One of the striking things about seeing Edwards up close is the degree of raw anger he evinces in his speeches -- and the level of anger he elicits from his audiences toward the president. It's not uncommon for presidential candidates such as Howard Dean, Dick Gephardt or John Kerry to attack Bush's performance with contempt and ridicule.
But Edwards's anger seems more stomach-level. He is prone to attack Bush not just for what he has done in office, but for who he is and where he comes from. Several times a day, Edwards will dismiss the president as "a man who only values wealth and money."
"It's the way he looks at the world," Edwards says of Bush. "This is his world, this is what he knows. He's working for a handful of insiders. People like Halliburton," he says of the energy company formerly led by Vice President Cheney. The president's priorities, Edwards says, are offensive to people "who grew up the way I did."
Edwards, 50, was raised in a procession of Southern mill towns. He got into fights. "This kind of fight," he says, holding his right fist to a reporter's nose. It was, he says, "very much the law of the jungle. . . . If you couldn't protect yourself, they'd run all over you."

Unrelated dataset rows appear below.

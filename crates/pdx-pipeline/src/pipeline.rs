use super::*;
use pdx_entities::Pokemon;
use pdx_store::Store;
use tokio::sync::Mutex;

/// Outcome counts of one pipeline run.
#[derive(Debug, Clone, Copy, Default, PartialEq, Eq, serde::Serialize, serde::Deserialize)]
pub struct Tally {
    pub successful: usize,
    pub failed: usize,
}

impl Tally {
    pub fn total(&self) -> usize {
        self.successful + self.failed
    }
}

/// Sequential fetch → transform → load over an inclusive ID range.
///
/// Runs never overlap: a second caller waits until the first finishes.
pub struct Pipeline<S, F> {
    source: F,
    loader: Loader<S>,
    running: Mutex<()>,
}

impl<S, F> Pipeline<S, F>
where
    S: Store,
    F: Source,
{
    pub fn new(source: F, store: S) -> Self {
        Self {
            source,
            loader: Loader::from(store),
            running: Mutex::new(()),
        }
    }
    pub fn loader(&self) -> &Loader<S> {
        &self.loader
    }

    /// Processes every ID of `[start, end]` in ascending order. A failed ID
    /// is logged and counted; it never stops the run.
    pub async fn run(&self, start: i32, end: i32) -> Tally {
        let _guard = self.running.lock().await;
        log::info!("starting pokemon pipeline for ids {} to {}", start, end);
        let mut tally = Tally::default();
        for id in start..=end {
            match self.step(id).await {
                Ok(_) => tally.successful += 1,
                Err(e) => {
                    log::log!(e.level(), "skipping pokemon {}: {}", id, e);
                    tally.failed += 1;
                }
            }
        }
        log::info!(
            "pipeline completed. successful: {}, failed: {}",
            tally.successful,
            tally.failed
        );
        match self.loader.store().census().await {
            Ok(census) => census.log(),
            Err(e) => log::warn!("could not count stored rows: {}", e),
        }
        tally
    }

    /// Extract, transform and load a single upstream identifier.
    pub async fn step(&self, id: i32) -> Result<Pokemon, Failure> {
        let ref raw = self.source.fetch(id).await?;
        let ref data = transform(raw)?;
        Ok(self.loader.load_pokemon(data).await?)
    }
}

The North Carolina senator likes fighting imagery. Not in the cliched, metaphoric manner of "fighting political battles" or "leading the fight for working people," but actual, blood-smeared fights. He recounts one from high school. Edwards was a freshman, his opponent a junior or senior. The other guy was a bully, Edwards says. The other guy started it.
"He was winning," he says. "And I remember I was really upset because a lot of people were watching and I was embarrassing myself."
Edwards was much smaller. But as the fight wore on, things turned. "By the end of the fight, he was backing up," he says.
That ability to connect to the gut is part of Edwards's strength as a politician. He is a full-body listener: He cocks his head, locks in his stare, clenches his fists at his side, feels people's pain, all that.
But Edwards also lacks some of the qualities that allow candidates to rise above the clutter of noise and sound bites in multi-candidate debates. He is not a gifted jokester (like Joe Lieberman) or a preacher (Al Sharpton) or a provocateur (Dean). He is best when he has the room to himself.
"There's something that's authentic about John Edwards that's hard to measure from a distance," says Ro Foege, an Iowa state legislator and an early Edwards supporter. ("Ro" is short for Romaine, he says. "My mom thought I was a head of lettuce.")
"He gives you a feeling in your gut when you meet him," says Beverly Strayhall, of Davenport, Iowa. She means a good feeling. And one day, she says, people will catch on to this. That's the hope, or the plan: That people will start paying attention to John Edwards -- "people" being the media and the pollsters and the fickle oracles of momentum who decide who is winning and who's losing and who's surging in a campaign whose first votes won't be cast for three months.
Edwards had momentum once. It was more than a year and several flavors of the month ago. He was a nimble mind and fresh face. He was profiled lovingly in the New Yorker, People and Vanity Fair. He raised a lot of early money. He hired a smart, experienced staff. He was the "It" candidate.
Of 2002.
But that was before Al Gore decided not to run, and Kerry was anointed the new front-runner, and Dean surged ahead of Kerry, and Wesley Clark jumped into the race and onto magazine covers.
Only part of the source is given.